Unable to create kubeip-sa ClusterRole in GKE
nccurry opened this issue · comments
I am unable to create the following yaml definition in GKE:
kind: ClusterRole
apiVersion: rbac.authorization.k8s.io/v1
metadata:
name: kubeip-sa
namespace: kube-system
rules:
- apiGroups: [""]
resources: ["nodes"]
verbs: ["get","list","watch","patch"]
- apiGroups: [""]
resources: ["pods"]
verbs: ["get","list","watch"]
I am seeing the following error with kubectl apply -f test.yml
Error from server (Forbidden): error when creating "test.yml": clusterroles.rbac.authorization.k8s.io "kubeip-sa" is forbidden: attempt to grant extra privileges: [{[get] [] [nodes] [] []} {[list] [] [nodes] [] []} {[watch] [] [nodes] [] []} {[patch] [] [nodes] [] []} {[get] [] [pods] [] []} {[list] [] [pods] [] []} {[watch] [] [pods] [] []}] user=&{108986779098263313539 [system:authenticated] map[user-assertion.cloud.google.com:[AKUJVpkfdwSx+bWxo/aF+P5w9CGBq35lpuQHLrR6UoSqiHrAfH+K9HscFiH+0lA2EHESVwnigsnTJt6n3dC5xZSzO51HzAZTxIneD23JR7FOoLiT2cdi5EIyBNdaT7zX/kqBkLiYRTnQYa5NKFARsyVPk9Ql2GyOwv38udtfDoWky0JXIsFsS1Soqsiu/bwlFWwrL0jDpYK1gs5hVPYRat+ncQjZIkjy0OXntqXyQg==]]} ownerrules=[{[create] [authorization.k8s.io] [selfsubjectaccessreviews selfsubjectrulesreviews] [] []} {[get] [] [] [] [/api /api/* /apis /apis/* /healthz /openapi /openapi/* /swagger-2.0.0.pb-v1 /swagger.json /swaggerapi /swaggerapi/* /version /version/]}] ruleResolutionErrors=[]

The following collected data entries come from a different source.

//! `live_search` tool - web and X search via tool-augmented generation
//!
//! Translates a source selection (web and/or X) plus optional per-source
//! filters into server-side search tools on the upstream responses
//! endpoint. Allow and deny lists are mutually exclusive per source and are
//! rejected before any network call. Returns the generated answer, the
//! citation list, and per-source invocation counters.

use serde::Deserialize;
use serde_json::{json, Value};

use crate::error::{GrokMcpError, Result};
use crate::tools::{parse_input, ToolDescriptor};
use crate::xai::types::{ResponsesRequest, SearchTool};
use crate::xai::XaiApi;

pub const NAME: &str = "live_search";

const SOURCES: [&str; 2] = ["web", "x"];

pub fn descriptor() -> ToolDescriptor {
    ToolDescriptor {
        name: NAME,
        description: "Search the live web and/or X posts and answer a query with \
                      citations. Per-source allow and deny lists are mutually exclusive.",
        input_schema: json!({
            "type": "object",
            "properties": {
                "query": {
                    "type": "string",
                    "description": "The question to answer with live search"
                },
                "sources": {
                    "type": "array",
                    "items": { "type": "string", "enum": SOURCES },
                    "description": "Sources to search (defaults to both)"
                },
                "max_results": {
                    "type": "integer",
                    "minimum": 1,
                    "maximum": 20
                },
                "allowed_domains": {
                    "type": "array",
                    "items": { "type": "string" },
                    "description": "Restrict web search to these domains"
                },
                "excluded_domains": {
                    "type": "array",
                    "items": { "type": "string" },
                    "description": "Exclude these domains from web search"
                },
                "allowed_x_handles": {
                    "type": "array",
                    "items": { "type": "string" },
                    "description": "Restrict X search to these handles"
                },
                "excluded_x_handles": {
                    "type": "array",
                    "items": { "type": "string" },
                    "description": "Exclude these handles from X search"
                },
                "country": {
                    "type": "string",
                    "description": "ISO 3166 country hint for web search"
                },
                "from_date": {
                    "type": "string",
                    "description": "Earliest publication date (YYYY-MM-DD)"
                },
                "to_date": {
                    "type": "string",
                    "description": "Latest publication date (YYYY-MM-DD)"
                }
            },
            "required": ["query"]
        }),
    }
}

#[derive(Debug, Deserialize)]
pub struct LiveSearchInput {
    pub query: String,
    #[serde(default)]
    pub sources: Option<Vec<String>>,
    #[serde(default)]
    pub max_results: Option<u32>,
    #[serde(default)]
    pub allowed_domains: Option<Vec<String>>,
    #[serde(default)]
    pub excluded_domains: Option<Vec<String>>,
    #[serde(default)]
    pub allowed_x_handles: Option<Vec<String>>,
    #[serde(default)]
    pub excluded_x_handles: Option<Vec<String>>,
    #[serde(default)]
    pub country: Option<String>,
    #[serde(default)]
    pub from_date: Option<String>,
    #[serde(default)]
    pub to_date: Option<String>,
}

impl LiveSearchInput {
    fn selected_sources(&self) -> Vec<String> {
        self.sources
            .clone()
            .unwrap_or_else(|| SOURCES.iter().map(|s| s.to_string()).collect())
    }

    pub fn validate(&self) -> Result<()> {
        if self.query.trim().is_empty() {
            return Err(GrokMcpError::invalid_input("query must not be empty"));
        }
        let sources = self.selected_sources();
        if sources.is_empty() {
            return Err(GrokMcpError::invalid_input(
                "sources must not be empty when supplied",
            ));
        }
        for source in &sources {
            if !SOURCES.contains(&source.as_str()) {
                return Err(GrokMcpError::invalid_input(format!(
                    "unknown source {:?}, expected one of {:?}",
                    source, SOURCES
                )));
            }
        }
        if let Some(max_results) = self.max_results {
            if !(1..=20).contains(&max_results) {
                return Err(GrokMcpError::invalid_input(format!(
                    "max_results must be between 1 and 20, got {}",
                    max_results
                )));
            }
        }
        // Allow and deny lists are mutually exclusive per source.
        if self.allowed_domains.is_some() && self.excluded_domains.is_some() {
            return Err(GrokMcpError::invalid_input(
                "allowed_domains and excluded_domains are mutually exclusive",
            ));
        }
        if self.allowed_x_handles.is_some() && self.excluded_x_handles.is_some() {
            return Err(GrokMcpError::invalid_input(
                "allowed_x_handles and excluded_x_handles are mutually exclusive",
            ));
        }
        Ok(())
    }
}

pub async fn run(args: Value, api: &dyn XaiApi, model: &str) -> Result<Value> {
    let input: LiveSearchInput = parse_input(NAME, args)?;
    input.validate()?;

    let mut tools = Vec::new();
    for source in input.selected_sources() {
        match source.as_str() {
            "web" => tools.push(SearchTool::Web {
                allowed_domains: input.allowed_domains.clone(),
                excluded_domains: input.excluded_domains.clone(),
                country: input.country.clone(),
                from_date: input.from_date.clone(),
                to_date: input.to_date.clone(),
            }),
            "x" => tools.push(SearchTool::X {
                allowed_x_handles: input.allowed_x_handles.clone(),
                excluded_x_handles: input.excluded_x_handles.clone(),
                from_date: input.from_date.clone(),
                to_date: input.to_date.clone(),
            }),
            // Unreachable after validation.
            _ => {}
        }
    }

    let request = ResponsesRequest {
        model: model.to_string(),
        input: input.query.clone(),
        tools,
        max_search_results: input.max_results,
    };

    let response = api.create_response(&request).await?;
    let usage = response.usage.clone().unwrap_or_default();

    Ok(json!({
        "text": response.output_text(),
        "citations": response.citations,
        "sources_used": {
            "web_search_calls": usage.web_search_calls,
            "x_search_calls": usage.x_search_calls,
        },
    }))
}

#[cfg(test)]
mod tests {
    use super::*;
    use crate::xai::mock::MockXaiApi;
    use crate::xai::types::{OutputContent, OutputItem, ResponsesResponse, ResponsesUsage};

    #[tokio::test]
    async fn test_exclusive_domain_lists_rejected_before_any_call() {
        let api = MockXaiApi::new();
        let err = run(
            json!({
                "query": "rust news",
                "allowed_domains": ["rust-lang.org"],
                "excluded_domains": ["example.com"]
            }),
            &api,
            "grok-3",
        )
        .await
        .unwrap_err();

        assert!(err.to_string().contains("mutually exclusive"));
        assert_eq!(api.total_calls(), 0);
    }

    #[tokio::test]
    async fn test_exclusive_handle_lists_rejected_before_any_call() {
        let api = MockXaiApi::new();
        let err = run(
            json!({
                "query": "rust news",
                "sources": ["x"],
                "allowed_x_handles": ["rustlang"],
                "excluded_x_handles": ["spam"]
            }),
            &api,
            "grok-3",
        )
        .await
        .unwrap_err();

        assert!(matches!(err, GrokMcpError::InvalidInput { .. }));
        assert_eq!(api.total_calls(), 0);
    }

    #[tokio::test]
    async fn test_max_results_range_enforced() {
        let api = MockXaiApi::new();
        let err = run(json!({ "query": "q", "max_results": 21 }), &api, "grok-3")
            .await
            .unwrap_err();

        assert!(err.to_string().contains("max_results"));
        assert_eq!(api.total_calls(), 0);
    }

    #[tokio::test]
    async fn test_unknown_source_rejected() {
        let api = MockXaiApi::new();
        let err = run(
            json!({ "query": "q", "sources": ["reddit"] }),
            &api,
            "grok-3",
        )
        .await
        .unwrap_err();

        assert!(err.to_string().contains("reddit"));
        assert_eq!(api.total_calls(), 0);
    }

    #[tokio::test]
    async fn test_source_selection_builds_matching_tools() {
        let api = MockXaiApi::new();
        run(
            json!({
                "query": "rust releases",
                "sources": ["web"],
                "allowed_domains": ["rust-lang.org"],
                "max_results": 5
            }),
            &api,
            "grok-3",
        )
        .await
        .unwrap();

        let request = api.last_responses_request.lock().unwrap().clone().unwrap();
        assert_eq!(request.tools.len(), 1);
        assert!(matches!(
            &request.tools[0],
            SearchTool::Web { allowed_domains: Some(domains), .. } if domains == &vec!["rust-lang.org".to_string()]
        ));
        assert_eq!(request.max_search_results, Some(5));
    }

    #[tokio::test]
    async fn test_result_carries_text_citations_and_counters() {
        let api = MockXaiApi::new();
        api.set_responses_response(ResponsesResponse {
            output: vec![OutputItem {
                kind: "message".to_string(),
                content: vec![OutputContent {
                    kind: "output_text".to_string(),
                    text: "Rust 1.80 is out.".to_string(),
                }],
            }],
            citations: vec!["https://blog.rust-lang.org/".to_string()],
            usage: Some(ResponsesUsage {
                web_search_calls: 2,
                x_search_calls: 1,
                ..Default::default()
            }),
        });

        let content = run(json!({ "query": "rust releases" }), &api, "grok-3")
            .await
            .unwrap();

        assert_eq!(content["text"], "Rust 1.80 is out.");
        assert_eq!(content["citations"][0], "https://blog.rust-lang.org/");
        assert_eq!(content["sources_used"]["web_search_calls"], 2);
        assert_eq!(content["sources_used"]["x_search_calls"], 1);
    }
}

The service account I am using for this has already been granted cluster-admin
$ gcloud config list --format 'value(core.account)'
terraform@project.iam.gserviceaccount.com
$ kubectl describe clusterrolebinding terraform-cluster-admin-binding
Name: terraform-cluster-admin-binding
Labels: <none>
Annotations: <none>
Role:
Kind: ClusterRole
Name: cluster-admin
Subjects:
Kind Name Namespace
---- ---- ---------
User terraform@project.iam.gserviceaccount.com
I am not sure if this is an issue with GKE RBAC or with the specific permissions in the clusterrole?
Clearing out my ~/.kube directory seems to have solved the issue.